*PROBLEM DESCRIPTION*. Could you write out the lines below exactly, beginning with the first and finishing with the one that contains "tags in flight per card."?

*INFORMATION*.
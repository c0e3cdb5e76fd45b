use serde::{Deserialize, Serialize};
use tracing::{debug, info};

use crate::error::{Error, Result};

/// Most checklists in flight per card.
pub const MAX_CHECKLISTS: usize = 3;
/// Most items in flight per checklist.
pub const MAX_CHECKLIST_ITEMS: usize = 5;
/// Most tags in flight per card.
pub const MAX_TAGS: usize = 5;

/// Fan-out bounds per hierarchy level. The checklist, item and tag bounds
/// may be lowered but never raised past their maximums.
#[derive(Debug, Clone, PartialEq, Eq, Serialize, Deserialize)]
#[serde(default)]
pub struct Concurrency {
    pub boards: usize,
    pub columns: usize,
    pub cards: usize,
    pub checklists: usize,
    pub checklist_items: usize,
    pub tags: usize,
    pub attachments: usize,
}

impl Default for Concurrency {
    fn default() -> Self {
        Self {
            boards: 4,
            columns: 2,
            cards: 4,
            checklists: 3,
            checklist_items: 5,
            tags: 5,
            attachments: 3,
        }
    }
}

impl Concurrency {
    pub fn validate(&self) -> Result<()> {
        let fields = [
            ("boards", self.boards),
            ("columns", self.columns),
            ("cards", self.cards),
            ("checklists", self.checklists),
            ("checklist_items", self.checklist_items),
            ("tags", self.tags),
            ("attachments", self.attachments),
        ];
        if let Some((name, _)) = fields.iter().find(|(_, v)| *v == 0) {
            return Err(Error::Config(format!(
                "concurrency.{name} must be at least 1"
            )));
        }
        let capped = [
            ("checklists", self.checklists, MAX_CHECKLISTS),
            ("checklist_items", self.checklist_items, MAX_CHECKLIST_ITEMS),
            ("tags", self.tags, MAX_TAGS),
        ];
        match capped.iter().find(|(_, v, max)| v > max) {
            Some((name, _, max)) => Err(Error::Config(format!(
                "concurrency.{name} must be at most {max}"
            ))),
            None => Ok(()),
        }
    }
}

/// Everything the orchestrator needs to know about a run besides its two
/// service handles.
#[derive(Debug, Clone, Serialize, Deserialize)]
pub struct MigrationConfig {
    pub admin_email: String,
    pub admin_password: String,
    /// Password given to every user created in the destination; comment
    /// authors log in with it.
    pub default_user_password: String,
    pub default_user_role: String,
    pub concurrency: Concurrency,
    /// Wipe destination users and projects before migrating.
    pub teardown: bool,
}

impl MigrationConfig {
    pub fn new(admin_email: impl Into<String>, admin_password: impl Into<String>) -> Self {
        Self {
            admin_email: admin_email.into(),
            admin_password: admin_password.into(),
            default_user_password: "1234tempPass".to_string(),
            default_user_role: "boardUser".to_string(),
            concurrency: Concurrency::default(),
            teardown: false,
        }
    }

    /// Password to log in as `email` in the destination.
    pub fn password_for(&self, email: &str) -> &str {
        if email == self.admin_email {
            &self.admin_password
        } else {
            &self.default_user_password
        }
    }

    pub fn trace_loaded(&self) {
        info!(
            admin_email = %self.admin_email,
            default_user_role = %self.default_user_role,
            teardown = self.teardown,
            "Loaded MigrationConfig"
        );
        debug!(concurrency = ?self.concurrency, "MigrationConfig concurrency bounds");
    }
}
//! Pure field rules applied while turning source entities into destination
//! payloads. No I/O here; the clients and the orchestrator both call in.

use std::collections::BTreeMap;

use crate::model::CardDates;

/// Destination label colors, indexed by the source tag's color number.
/// Index 17 repeats index 0.
pub const LABEL_PALETTE: [&str; 18] = [
    "light-mud",
    "piggy-red",
    "pink-tulip",
    "lavender-fields",
    "sugar-plum",
    "antique-blue",
    "morning-sky",
    "summer-sky",
    "french-coast",
    "turquoise-sea",
    "tank-green",
    "bright-moss",
    "fresh-salad",
    "desert-sand",
    "apricot-red",
    "dark-granite",
    "light-concrete",
    "light-mud",
];

/// Out-of-range indexes wrap around the palette.
pub fn label_color(index: u32) -> &'static str {
    LABEL_PALETTE[index as usize % LABEL_PALETTE.len()]
}

/// Destination ordering starts at 1.
pub fn clamp_sort_order(sort_order: f64) -> f64 {
    if sort_order.is_nan() || sort_order < 1.0 {
        1.0
    } else {
        sort_order
    }
}

/// A non-empty due date wins; start and end are then dropped.
pub fn resolve_dates(
    due: Option<String>,
    start: Option<String>,
    end: Option<String>,
) -> CardDates {
    let non_empty = |v: Option<String>| v.filter(|s| !s.trim().is_empty());
    match non_empty(due) {
        Some(due) => CardDates {
            due: Some(due),
            start: None,
            end: None,
        },
        None => CardDates {
            due: None,
            start: non_empty(start),
            end: non_empty(end),
        },
    }
}

/// Prefixes the description with a details block built from the card's
/// free-form properties. Empty results collapse to `None`.
pub fn compose_description(
    properties: &BTreeMap<String, String>,
    description: Option<&str>,
) -> Option<String> {
    let description = description.map(str::trim).filter(|d| !d.is_empty());
    let details: Vec<&str> = properties
        .values()
        .map(|v| v.trim())
        .filter(|v| !v.is_empty())
        .collect();

    if details.is_empty() {
        return description.map(str::to_owned);
    }

    let mut out = String::from("## Details\n\n");
    out.push_str(&details.join("\n\n"));
    out.push_str("\n\n## Description");
    if let Some(description) = description {
        out.push_str("\n\n");
        out.push_str(description);
    }
    Some(out)
}

/// A space's only board takes the space's name; with several boards each one
/// is prefixed with it.
pub fn board_name(space_name: &str, board_title: &str, boards_in_space: usize) -> String {
    if boards_in_space == 1 {
        space_name.to_owned()
    } else {
        format!("{space_name}: {board_title}")
    }
}
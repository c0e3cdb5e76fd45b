//! Token-bucket limiter for calls to the source service.
//!
//! Every source request awaits [`RateLimiter::acquire`] before it is sent.
//! The destination is not limited.

use std::num::NonZeroU32;

use governor::clock::DefaultClock;
use governor::state::{InMemoryState, NotKeyed};
use governor::{Quota, RateLimiter as GovernorRateLimiter};
use tracing::debug;

use crate::error::{Error, Result};

/// Steady-state source requests per second.
pub const DEFAULT_SOURCE_RATE: u32 = 4;
/// Requests allowed back to back before the steady rate applies.
pub const DEFAULT_SOURCE_BURST: u32 = 2;

pub struct RateLimiter {
    inner: GovernorRateLimiter<NotKeyed, InMemoryState, DefaultClock>,
    per_second: u32,
    burst: u32,
}

impl RateLimiter {
    pub fn new(per_second: u32, burst: u32) -> Result<Self> {
        let rate = NonZeroU32::new(per_second)
            .ok_or_else(|| Error::Config("rate_limit.per_second must be at least 1".into()))?;
        let burst_nz = NonZeroU32::new(burst)
            .ok_or_else(|| Error::Config("rate_limit.burst must be at least 1".into()))?;
        let quota = Quota::per_second(rate).allow_burst(burst_nz);
        Ok(Self {
            inner: GovernorRateLimiter::direct(quota),
            per_second,
            burst,
        })
    }

    /// 4 requests per second with a burst of 2.
    pub fn source_default() -> Self {
        let quota = Quota::per_second(nonzero(DEFAULT_SOURCE_RATE))
            .allow_burst(nonzero(DEFAULT_SOURCE_BURST));
        Self {
            inner: GovernorRateLimiter::direct(quota),
            per_second: DEFAULT_SOURCE_RATE,
            burst: DEFAULT_SOURCE_BURST,
        }
    }

    /// Waits until a permit is available. Dropping the future gives up the wait.
    pub async fn acquire(&self) {
        if self.inner.check().is_err() {
            debug!(per_second = self.per_second, burst = self.burst, "[RATE] Waiting for permit");
            self.inner.until_ready().await;
        }
    }

    pub fn per_second(&self) -> u32 {
        self.per_second
    }

    pub fn burst(&self) -> u32 {
        self.burst
    }
}

impl std::fmt::Debug for RateLimiter {
    fn fmt(&self, f: &mut std::fmt::Formatter<'_>) -> std::fmt::Result {
        f.debug_struct("RateLimiter")
            .field("per_second", &self.per_second)
            .field("burst", &self.burst)
            .finish()
    }
}

const fn nonzero(n: u32) -> NonZeroU32 {
    match NonZeroU32::new(n) {
        Some(n) => n,
        None => NonZeroU32::MIN,
    }
}
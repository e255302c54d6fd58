//! Path optimization: reorder, orient and stitch paths to cut pen travel.
//!
//! [`sort_paths`] is a greedy nearest-neighbour tour over path endpoints.
//! Each step scans every unvisited path, so the sort is O(n²) in the
//! number of paths. [`merge_paths`] then joins consecutive paths whose
//! ends nearly touch, so the pen does not lift between them.

use crate::types::{Point, Polyline};

/// Default join distance for [`merge_paths`], in drawing units.
pub const DEFAULT_MERGE_THRESHOLD: f64 = 0.05;

/// Reorder and orient paths to minimize travel between them.
///
/// Starts from the first non-empty path and repeatedly appends the
/// unvisited path whose start or end is nearest to the current path's
/// last point, reversing it when its end is the nearer one. Ties keep the
/// first candidate found in input order.
///
/// Empty paths are dropped from the output.
#[must_use = "returns the sorted paths"]
pub fn sort_paths(paths: &[Polyline]) -> Vec<Polyline> {
    let candidates: Vec<&Polyline> = paths.iter().filter(|p| !p.is_empty()).collect();

    let Some((&start, _)) = candidates.split_first() else {
        return Vec::new();
    };

    let n = candidates.len();
    let mut visited = vec![false; n];
    let mut result = Vec::with_capacity(n);
    let mut reversals = 0_usize;

    visited[0] = true;
    result.push(start.clone());
    let mut current_end = start.last().copied().unwrap_or_default();

    for _ in 1..n {
        let mut best: Option<(usize, bool)> = None;
        let mut best_dist = f64::INFINITY;

        for (j, candidate) in candidates.iter().enumerate() {
            if visited[j] {
                continue;
            }
            let (Some(&c_start), Some(&c_end)) = (candidate.first(), candidate.last()) else {
                continue;
            };

            let dist_forward = current_end.distance_squared(c_start);
            let dist_reverse = current_end.distance_squared(c_end);
            let (dist, reversed) = if dist_reverse < dist_forward {
                (dist_reverse, true)
            } else {
                (dist_forward, false)
            };

            if dist < best_dist {
                best_dist = dist;
                best = Some((j, reversed));
            }
        }

        let Some((best_idx, best_reversed)) = best else {
            break;
        };
        visited[best_idx] = true;

        let next = if best_reversed {
            reversals += 1;
            candidates[best_idx].reversed()
        } else {
            candidates[best_idx].clone()
        };
        current_end = next.last().copied().unwrap_or(current_end);
        result.push(next);
    }

    tracing::debug!(paths = result.len(), reversals, "sorted paths");
    result
}

/// Join consecutive paths whose ends nearly touch.
///
/// Walks the already-ordered list once. When a path starts within
/// `threshold` of where the previous output path ends, its points (minus
/// the duplicated join point) are appended to that path; the grown path
/// is then tested against the next input path in turn. The comparison is
/// strict, so paths exactly `threshold` apart stay separate. Empty paths
/// are never merged into or from.
#[must_use = "returns the merged paths"]
pub fn merge_paths(paths: &[Polyline], threshold: f64) -> Vec<Polyline> {
    let threshold_sq = threshold * threshold;
    let mut result: Vec<Vec<Point>> = Vec::with_capacity(paths.len());

    for path in paths {
        let points = path.points();
        let touches = |prev: &[Point]| match (prev.last(), points.first()) {
            (Some(end), Some(start)) => end.distance_squared(*start) < threshold_sq,
            _ => false,
        };
        match result.last_mut() {
            Some(prev) if touches(prev.as_slice()) => prev.extend_from_slice(&points[1..]),
            _ => result.push(points.to_vec()),
        }
    }

    tracing::debug!(
        input = paths.len(),
        output = result.len(),
        threshold,
        "merged paths"
    );
    result.into_iter().map(Polyline::new).collect()
}

/// Total pen-up distance between consecutive paths.
#[must_use]
pub fn travel_distance(paths: &[Polyline]) -> f64 {
    paths
        .windows(2)
        .filter_map(|w| Some(w[0].last()?.distance(*w[1].first()?)))
        .sum()
}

*EXERCISE OUTPUT*.
repository c0e3cdb5e76fd45b
use serde::{Deserialize, Serialize};
use tracing::{debug, info};

use crate::error::{Error, Result};

/// Most checklists in flight per card.
pub const MAX_CHECKLISTS: usize = 3;
/// Most items in flight per checklist.
pub const MAX_CHECKLIST_ITEMS: usize = 5;
/// Most tags in flight per card.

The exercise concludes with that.